C. Der Kostenausspruch beruht auf § 127 Abs. 4 ZPO. Danach ist die Erstattung gegnerischer Kosten im Rahmen des Erstbeschwerdeverfahrens – ebenso wie in der Eingangsinstanz (§ 118 Abs. 1 Satz 4 ZPO) und in einem eventuell statthaften Rechtsbeschwerdeverfahren (vgl. dazu BGH, Beschl. v. 09.03.2010 - VI ZB 56/07, LS und Rdn. 4, juris = BeckRS 2010, 7273) – stets ausgeschlossen (vgl. Bendtsen in Poller/Härt/Köpf, Gesamtes Kostenhilferecht, 3. Aufl., ZPO § 127 Rdn. 99; Groß, BerH/PKH/ VKH, 14. Aufl., § 127 Rdn. 74; Zöller/Schultzky, ZPO, 33. Aufl., § 127 Rdn. 64).

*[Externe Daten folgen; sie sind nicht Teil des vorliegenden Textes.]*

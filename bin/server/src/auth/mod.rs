//! Authentication module for the login-gate server.
//!
//! This module provides:
//! - The identity provider client (token exchange and userinfo)
//! - Cookie helpers for the session and pending-login cookies
//! - Login, callback, and logout handlers
//! - The dispatch middleware that gates every request
//!
//! # Request Flow
//!
//! The middleware intercepts the callback and logout paths, starts a login
//! on the login path, and otherwise evaluates the [`AccessPolicy`] against
//! the session cookie. Requests that pass reach the wrapped upstream
//! unchanged.

pub mod cookies;
pub mod idp;
pub mod middleware;
pub mod routes;

#[cfg(test)]
mod tests;

use axum::http::HeaderMap;
use axum_extra::extract::cookie::{Key, SignedCookieJar};
use login_gate_access::{AccessPolicy, Provider};
use std::sync::Arc;

use crate::config::SessionConfig;

pub use cookies::CookieSettings;
pub use idp::{IdentityProvider, IdpClient, IdpError};
pub use middleware::dispatch;

/// Shared gateway state, read-only after startup.
pub struct GatewayState {
    /// Validated identity provider configuration.
    pub provider: Provider,
    /// Path rules and the email allowlist.
    pub policy: AccessPolicy,
    /// Client for the token and userinfo endpoints.
    pub idp: Arc<dyn IdentityProvider>,
    /// Key that signs the core cookies.
    pub cookie_key: Key,
    /// Attributes for every cookie written.
    pub cookie_settings: CookieSettings,
}

impl GatewayState {
    /// Creates a new gateway state.
    pub fn new(
        provider: Provider,
        policy: AccessPolicy,
        idp: Arc<dyn IdentityProvider>,
        cookie_key: Key,
        session_config: &SessionConfig,
    ) -> Self {
        Self {
            provider,
            policy,
            idp,
            cookie_key,
            cookie_settings: CookieSettings::from_config(session_config),
        }
    }

    /// Returns the request's cookies as a signed jar.
    #[must_use]
    pub fn signed_jar(&self, headers: &HeaderMap) -> SignedCookieJar {
        SignedCookieJar::from_headers(headers, self.cookie_key.clone())
    }
}
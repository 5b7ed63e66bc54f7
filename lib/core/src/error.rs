//! Error handling foundation for login-gate.
//!
//! This module provides only the `Result` type alias using rootcause.
//! Each crate defines its own domain-specific error types in their own
//! error modules; `?` wraps them in a `Report` at the fallible boundary.

use rootcause::Report;

/// A Result type alias using rootcause's Report for error handling.
pub type Result<T, C = ()> = std::result::Result<T, Report<C>>;
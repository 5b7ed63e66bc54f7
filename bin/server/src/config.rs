//! Centralized server configuration.
//!
//! This module provides strongly-typed configuration for the gateway,
//! loaded via the `config` crate from an optional file layered under
//! environment variables (`LOGIN_GATE_PROVIDER__CLIENT_ID=...`).
//!
//! See [`ProviderConfig`] for identity provider settings and
//! [`PolicyConfig`] for path rules.

use axum_extra::extract::cookie::Key;
use login_gate_access::{ConfigurationError, PolicyConfig, ProviderConfig};
use serde::Deserialize;
use std::path::PathBuf;

/// Environment variable prefix for every setting.
const ENV_PREFIX: &str = "LOGIN_GATE";

/// Environment variable naming an explicit configuration file.
const CONFIG_FILE_ENV: &str = "LOGIN_GATE_CONFIG";

/// Base name of the configuration file looked up in the working directory.
const DEFAULT_CONFIG_FILE: &str = "login-gate";

/// Server configuration composed from library configs.
#[derive(Debug, Deserialize)]
pub struct ServerConfig {
    /// Socket address to listen on.
    #[serde(default = "default_listen_addr")]
    pub listen_addr: String,

    /// Directory served behind the gateway.
    #[serde(default = "default_site_root")]
    pub site_root: PathBuf,

    /// Newline-delimited file of allowed emails.
    #[serde(default = "default_allowlist_path")]
    pub allowlist_path: PathBuf,

    /// Identity provider configuration.
    #[serde(default)]
    pub provider: ProviderConfig,

    /// Protected and exempted path prefixes.
    #[serde(default)]
    pub policy: PolicyConfig,

    /// Cookie configuration.
    #[serde(default)]
    pub session: SessionConfig,
}

fn default_listen_addr() -> String {
    "127.0.0.1:3000".to_string()
}

fn default_site_root() -> PathBuf {
    PathBuf::from("./public")
}

fn default_allowlist_path() -> PathBuf {
    PathBuf::from("./emails.txt")
}

/// Cookie-related configuration.
#[derive(Debug, Clone, Deserialize)]
pub struct SessionConfig {
    /// Secret used to sign cookies; at least 64 bytes.
    /// When unset, a random key is generated and sessions do not survive restarts.
    #[serde(default)]
    pub cookie_secret: Option<String>,

    /// Lifetime of the session and pending-login cookies, in hours.
    #[serde(default = "default_max_age_hours")]
    pub max_age_hours: i64,

    /// Whether to set the Secure flag on cookies (requires HTTPS).
    /// Defaults to true for production safety; set to false for local HTTP development.
    #[serde(default = "default_secure_cookies")]
    pub secure_cookies: bool,

    /// Whether to set the HttpOnly flag on cookies.
    #[serde(default)]
    pub http_only: bool,
}

/// Accepted cookie lifetimes, one hour to one year.
const MAX_AGE_HOURS_RANGE: std::ops::RangeInclusive<i64> = 1..=8760;

fn default_max_age_hours() -> i64 {
    24
}

fn default_secure_cookies() -> bool {
    true
}

impl Default for SessionConfig {
    fn default() -> Self {
        Self {
            cookie_secret: None,
            max_age_hours: default_max_age_hours(),
            secure_cookies: default_secure_cookies(),
            http_only: false,
        }
    }
}

impl SessionConfig {
    /// Checks that the cookie lifetime is usable.
    ///
    /// # Errors
    ///
    /// Returns [`ConfigurationError::OutOfRange`] if `max_age_hours` is not
    /// between one hour and one year.
    pub fn validate(&self) -> Result<(), ConfigurationError> {
        if MAX_AGE_HOURS_RANGE.contains(&self.max_age_hours) {
            Ok(())
        } else {
            Err(ConfigurationError::OutOfRange {
                field: "session.max_age_hours",
                value: self.max_age_hours,
                min: *MAX_AGE_HOURS_RANGE.start(),
                max: *MAX_AGE_HOURS_RANGE.end(),
            })
        }
    }

    /// Returns the cookie signing key.
    ///
    /// # Errors
    ///
    /// Returns [`ConfigurationError::InvalidCookieSecret`] if the configured
    /// secret is shorter than 64 bytes.
    pub fn cookie_key(&self) -> Result<Key, ConfigurationError> {
        match self.cookie_secret.as_deref() {
            Some(secret) => Key::try_from(secret.as_bytes()).map_err(|e| {
                ConfigurationError::InvalidCookieSecret {
                    reason: e.to_string(),
                }
            }),
            None => {
                tracing::warn!(
                    "No cookie secret configured; generated a random key, sessions will not survive restarts"
                );
                Ok(Key::generate())
            }
        }
    }
}

impl ServerConfig {
    /// Loads configuration from the optional file and environment variables.
    ///
    /// # Errors
    ///
    /// Returns an error if a source cannot be read or deserialized.
    pub fn from_env() -> login_gate_core::Result<Self, ConfigurationError> {
        let file = std::env::var(CONFIG_FILE_ENV).unwrap_or_else(|_| DEFAULT_CONFIG_FILE.into());
        Self::from_builder(
            config::Config::builder()
                .add_source(config::File::with_name(&file).required(false))
                .add_source(
                    config::Environment::with_prefix(ENV_PREFIX)
                        .prefix_separator("_")
                        .separator("__")
                        .try_parsing(true),
                ),
        )
    }

    fn from_builder(
        builder: config::ConfigBuilder<config::builder::DefaultState>,
    ) -> login_gate_core::Result<Self, ConfigurationError> {
        let config = builder
            .build()
            .and_then(|c| c.try_deserialize::<Self>())
            .map_err(|e| ConfigurationError::Load {
                details: e.to_string(),
            })?;
        config.session.validate()?;
        Ok(config)
    }
}
//! Access policy and the per-request gate decision.
//!
//! The policy is built once at startup from configuration and the
//! allowlist, and is shared read-only by every request.

use serde::{Deserialize, Serialize};

use crate::allowlist::EmailAllowlist;
use crate::path::PathPattern;
use crate::session::Session;

/// Path rules as they appear in configuration.
///
/// Each field is a comma-separated list of path patterns.
#[derive(Debug, Clone, Default, Serialize, Deserialize)]
pub struct PolicyConfig {
    /// Prefixes that require an authenticated, allowlisted session.
    #[serde(default)]
    pub auth_required: String,
    /// Prefixes exempted from `auth_required`.
    #[serde(default)]
    pub whitelist: String,
}

/// Outcome of evaluating the policy for one request.
#[derive(Debug, Clone, PartialEq, Eq)]
pub enum GateDecision {
    /// Forward the request unchanged.
    Pass,
    /// No session; send the client through login first.
    RequireLogin,
    /// A session exists but its email is not allowlisted.
    Forbidden { email: String },
}

/// Static access rules: protected prefixes, exemptions, and the allowlist.
#[derive(Debug, Clone, Default)]
pub struct AccessPolicy {
    auth_required: Vec<PathPattern>,
    whitelist: Vec<PathPattern>,
    allowed_emails: EmailAllowlist,
}

impl AccessPolicy {
    /// Creates a policy from its parts.
    #[must_use]
    pub fn new(
        auth_required: Vec<PathPattern>,
        whitelist: Vec<PathPattern>,
        allowed_emails: EmailAllowlist,
    ) -> Self {
        Self {
            auth_required,
            whitelist,
            allowed_emails,
        }
    }

    /// Creates a policy from configuration and a loaded allowlist.
    #[must_use]
    pub fn from_config(config: &PolicyConfig, allowed_emails: EmailAllowlist) -> Self {
        Self::new(
            PathPattern::parse_list(&config.auth_required),
            PathPattern::parse_list(&config.whitelist),
            allowed_emails,
        )
    }

    /// Returns true if `path` is exempted by a whitelist entry.
    #[must_use]
    pub fn is_whitelisted(&self, path: &str) -> bool {
        self.whitelist.iter().any(|pattern| pattern.matches(path))
    }

    /// Decides whether a request for `path` may pass.
    ///
    /// Rules are evaluated in order. A rule whose prefix matches and that is
    /// not exempted requires a session, then an allowlisted email; the first
    /// failing rule decides. Whitelisted paths always pass.
    #[must_use]
    pub fn evaluate(&self, path: &str, session: Option<&Session>) -> GateDecision {
        for rule in &self.auth_required {
            if !rule.matches(path) || self.is_whitelisted(path) {
                continue;
            }

            let Some(session) = session else {
                return GateDecision::RequireLogin;
            };

            if !self.allowed_emails.contains(session.email()) {
                return GateDecision::Forbidden {
                    email: session.email().to_string(),
                };
            }
        }

        GateDecision::Pass
    }
}
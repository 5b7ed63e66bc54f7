//! Core utilities for the login-gate authentication gateway.
//!
//! This crate provides the error handling foundation shared by the other
//! crates and the cryptographic helpers the login flow is built on:
//! random CSRF/nonce tokens and PKCE verifier/challenge pairs.

pub mod crypto;
pub mod error;

pub use crypto::{CryptoError, PkcePair, generate_pkce_pair, pkce_challenge, random_token};
pub use error::Result;
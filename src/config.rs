//! Engine settings.

use serde::Deserialize;

/// What to do when a link leads back to a source that is still being mapped.
#[derive(Debug, Clone, Copy, PartialEq, Eq, Default, Deserialize)]
#[serde(rename_all = "snake_case")]
pub enum CyclePolicy {
    /// Cut the link: the revisited member becomes `None`.
    #[default]
    Truncate,
    /// Fail the whole mapping with `MappingError::CycleDetected`.
    Reject,
}

#[derive(Debug, Clone, PartialEq, Eq, Deserialize)]
#[serde(default)]
pub struct MapperConfig {
    pub cycle_policy: CyclePolicy,
    /// Maximum number of nested projections in flight for one call.
    pub max_depth: usize,
}

impl Default for MapperConfig {
    fn default() -> Self {
        Self {
            cycle_policy: CyclePolicy::Truncate,
            max_depth: 32,
        }
    }
}

impl MapperConfig {
    pub fn with_cycle_policy(mut self, cycle_policy: CyclePolicy) -> Self {
        self.cycle_policy = cycle_policy;
        self
    }

    pub fn with_max_depth(mut self, max_depth: usize) -> Self {
        self.max_depth = max_depth;
        self
    }

    /// Parses a JSON document. Missing keys keep their defaults.
    pub fn from_json(document: &str) -> Result<Self, serde_json::Error> {
        serde_json::from_str(document)
    }
}
/// Installs the global subscriber. `RUST_LOG` overrides the default `info` filter.
pub fn setup_tracing() {
    let env_filter = tracing_subscriber::EnvFilter::try_from_default_env()
        .unwrap_or_else(|_| tracing_subscriber::EnvFilter::new("info"));

    tracing_subscriber::fmt()
        .with_env_filter(env_filter)
        .with_timer(tracing_subscriber::fmt::time::uptime())
        .compact()
        .init();
}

Die Festsetzung des Gebührenstreitwertes kann unterbleiben, weil wertabhängige Gerichtsgebühren nicht entstanden sind und eine Wertfestsetzung für die Anwaltsgebühren lediglich auf einen besonderen Antrag und in einem separaten Verfahren zu erfolgen hat (arg. § 33 Abs. 1 RVG).

D. Die Rechtsbeschwerde wird nicht zugelassen, weil es im Streitfall an den gesetzlichen Voraussetzungen gemäß § 574 Abs. 1 Satz 1 Nr. 2, Abs. 2 und Abs. 3 Satz 1 ZPO i.V.m. § 133 GVG fehlt.